### TASK OBJECTIVE
Go from the first line below to the one with "Value of variable" and print each line exactly.

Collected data
»»

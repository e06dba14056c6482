//! Text substitution applied to command arguments before they run.
//!
//! | Flag  | Sequence        | Meaning                                        |
//! |-------|-----------------|------------------------------------------------|
//! | `VAR` | `$name`         | Value of variable `name`                       |
//! | `VAR` | `${name}`       | Same, braced form                              |
//! | `VAR` | `$$`            | Literal `$`                                    |
//! | `FUN` | `@name{a;b}`    | Body of user function `name`, `%1`=`a`, `%2`=`b`, `%0`=`a;b` |
//! | `COL` | `<abc>`         | ANSI color: a=attribute, b=foreground, c=background, `9`=keep |
//! | `ESC` | `\e` `\a`       | ESC and BEL                                    |
//! | `ESC` | `\xHH`          | The character with hex code `HH` (below `80`)  |
//! | `ESC` | `\\`            | Kept as is, so `\\e` is not an escape          |
//!
//! Anything that does not resolve (unknown variable or function, malformed
//! sequence) is copied through unchanged.

use std::ops::BitOr;
use std::sync::OnceLock;

use regex::{Captures, Regex};

use crate::args;
use crate::session::Session;

/// Which substitution passes to run.
#[derive(Debug, Clone, Copy, PartialEq, Eq, Default)]
pub struct SubFlags(u8);

impl SubFlags {
    pub const VAR: Self = Self(0x01);
    pub const FUN: Self = Self(0x02);
    pub const COL: Self = Self(0x04);
    pub const ESC: Self = Self(0x08);

        #[inline]
    pub fn contains(self, other: Self) -> bool {
        self.0 & other.0 == other.0
    }

    #[inline]
    pub fn intersects(self, other: Self) -> bool {
        self.0 & other.0 != 0
    }
}

impl BitOr for SubFlags {
    type Output = Self;
    fn bitor(self, rhs: Self) -> Self {
        Self(self.0 | rhs.0)
    }
}

/// Lookups the substitution passes need.
pub trait SubContext {
    fn lookup_var(&self, name: &str) -> Option<String>;
    fn lookup_function(&self, name: &str) -> Option<String>;
}

impl SubContext for Session {
    fn lookup_var(&self, name: &str) -> Option<String> {
        self.var(name)
    }

    fn lookup_function(&self, name: &str) -> Option<String> {
        self.function(name)
    }
}

/// Run the passes selected by `flags` over `text`.
pub fn substitute(ctx: &dyn SubContext, text: &str, flags: SubFlags) -> String {
    let mut out = if flags.intersects(SubFlags::VAR | SubFlags::FUN) {
        expand_names(ctx, text, flags)
    } else {
        text.to_owned()
    };
    if flags.contains(SubFlags::COL) {
        out = expand_colors(&out);
    }
    if flags.contains(SubFlags::ESC) {
        out = expand_escapes(&out);
    }
    out
}

// ── VAR / FUN ─────────────────────────────────────────────────────────────

fn is_ident_start(c: char) -> bool {
    c.is_ascii_alphabetic() || c == '_'
}

fn is_ident_continue(c: char) -> bool {
    c.is_ascii_alphanumeric() || c == '_'
}

/// Length in bytes of the identifier at the start of `s` (0 if none).
fn ident_len(s: &str) -> usize {
    let mut chars = s.char_indices();
    match chars.next() {
        Some((_, c)) if is_ident_start(c) => {}
        _ => return 0,
    }
    chars
        .find(|&(_, c)| !is_ident_continue(c))
        .map(|(i, _)| i)
        .unwrap_or(s.len())
}

fn expand_names(ctx: &dyn SubContext, text: &str, flags: SubFlags) -> String {
    let mut out = String::with_capacity(text.len());
    let mut rest = text;

    while let Some(pos) = rest.find(|c: char| c == '$' || c == '@') {
        out.push_str(&rest[..pos]);
        let sigil = &rest[pos..pos + 1];
        let after = &rest[pos + 1..];

        let consumed = match sigil {
            "$" if flags.contains(SubFlags::VAR) => expand_var(ctx, after, &mut out),
            "@" if flags.contains(SubFlags::FUN) => expand_function(ctx, after, &mut out),
            _ => None,
        };
        match consumed {
            Some(n) => rest = &after[n..],
            None => {
                out.push_str(sigil);
                rest = after;
            }
        }
    }
    out.push_str(rest);
    out
}

/// Expand the variable reference following a `$`.  Returns how many bytes of
/// `after` were consumed, or `None` to leave the `$` as it is.
fn expand_var(ctx: &dyn SubContext, after: &str, out: &mut String) -> Option<usize> {
    if after.starts_with('$') {
        out.push('$');
        return Some(1);
    }
    if let Some(body) = after.strip_prefix('{') {
        let close = body.find('}')?;
        let value = ctx.lookup_var(&body[..close])?;
        out.push_str(&value);
        return Some(close + 2);
    }
    let n = ident_len(after);
    if n == 0 {
        return None;
    }
    let value = ctx.lookup_var(&after[..n])?;
    out.push_str(&value);
    Some(n)
}

/// Expand a `name{args}` call following an `@`.
fn expand_function(ctx: &dyn SubContext, after: &str, out: &mut String) -> Option<usize> {
    let n = ident_len(after);
    if n == 0 || !after[n..].starts_with('{') {
        return None;
    }
    let body = ctx.lookup_function(&after[..n])?;
    let (arg_text, tail) = args::get_arg_in_braces(&after[n..]);
    let call_args: Vec<&str> = arg_text.split(';').map(str::trim).collect();

    let mut expanded = String::with_capacity(body.len());
    let mut chars = body.chars().peekable();
    while let Some(c) = chars.next() {
        match (c, chars.peek().copied()) {
            ('%', Some(d @ '0'..='9')) => {
                chars.next();
                if d == '0' {
                    expanded.push_str(&arg_text);
                } else {
                    let idx = d as usize - '1' as usize;
                    expanded.push_str(call_args.get(idx).copied().unwrap_or(""));
                }
            }
            _ => expanded.push(c),
        }
    }
    out.push_str(&expanded);
    Some(after.len() - tail.len())
}

// ── COL ───────────────────────────────────────────────────────────────────

fn color_regex() -> &'static Regex {
    static RE: OnceLock<Regex> = OnceLock::new();
    RE.get_or_init(|| Regex::new(r"<([0-9])([0-9])([0-9])>").expect("color pattern is valid"))
}

fn expand_colors(text: &str) -> String {
    color_regex()
        .replace_all(text, |caps: &Captures| {
            let digit = |i: usize| caps[i].as_bytes()[0] - b'0';
            let mut codes = Vec::with_capacity(3);
            match digit(1) {
                9 => {}
                a => codes.push(a.to_string()),
            }
            match digit(2) {
                fg @ 0..=7 => codes.push((30 + fg).to_string()),
                _ => {}
            }
            match digit(3) {
                bg @ 0..=7 => codes.push((40 + bg).to_string()),
                _ => {}
            }
            if codes.is_empty() {
                String::new()
            } else {
                format!("\x1b[{}m", codes.join(";"))
            }
        })
        .into_owned()
}

// ── ESC ───────────────────────────────────────────────────────────────────

fn expand_escapes(text: &str) -> String {
    let mut out = String::with_capacity(text.len());
    let mut rest = text;
    while let Some(pos) = rest.find('\\') {
        out.push_str(&rest[..pos]);
        let after = &rest[pos + 1..];
        if let Some(tail) = after.strip_prefix('\\') {
            out.push_str("\\\\");
            rest = tail;
        } else if let Some(tail) = after.strip_prefix('e') {
            out.push('\x1b');
            rest = tail;
        } else if let Some(tail) = after.strip_prefix('a') {
            out.push('\x07');
            rest = tail;
        } else if let Some(byte) = after
            .strip_prefix('x')
            .and_then(|h| h.get(..2))
            .filter(|h| h.bytes().all(|b| b.is_ascii_hexdigit()))
            .and_then(|h| u8::from_str_radix(h, 16).ok())
            .filter(u8::is_ascii)
        {
            out.push(char::from(byte));
            rest = &after[3..];
        } else {
            out.push('\\');
            rest = after;
        }
    }
    out.push_str(rest);
    out
}

// ── Tests ─────────────────────────────────────────────────────────────────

««

### OUTPUT OF THE EXERCISE
repository e06dba14056c6482
//! Text substitution applied to command arguments before they run.
//!
//! | Flag  | Sequence        | Meaning                                        |
//! |-------|-----------------|------------------------------------------------|
//! | `VAR` | `$name`         | Value of variable `name`                       |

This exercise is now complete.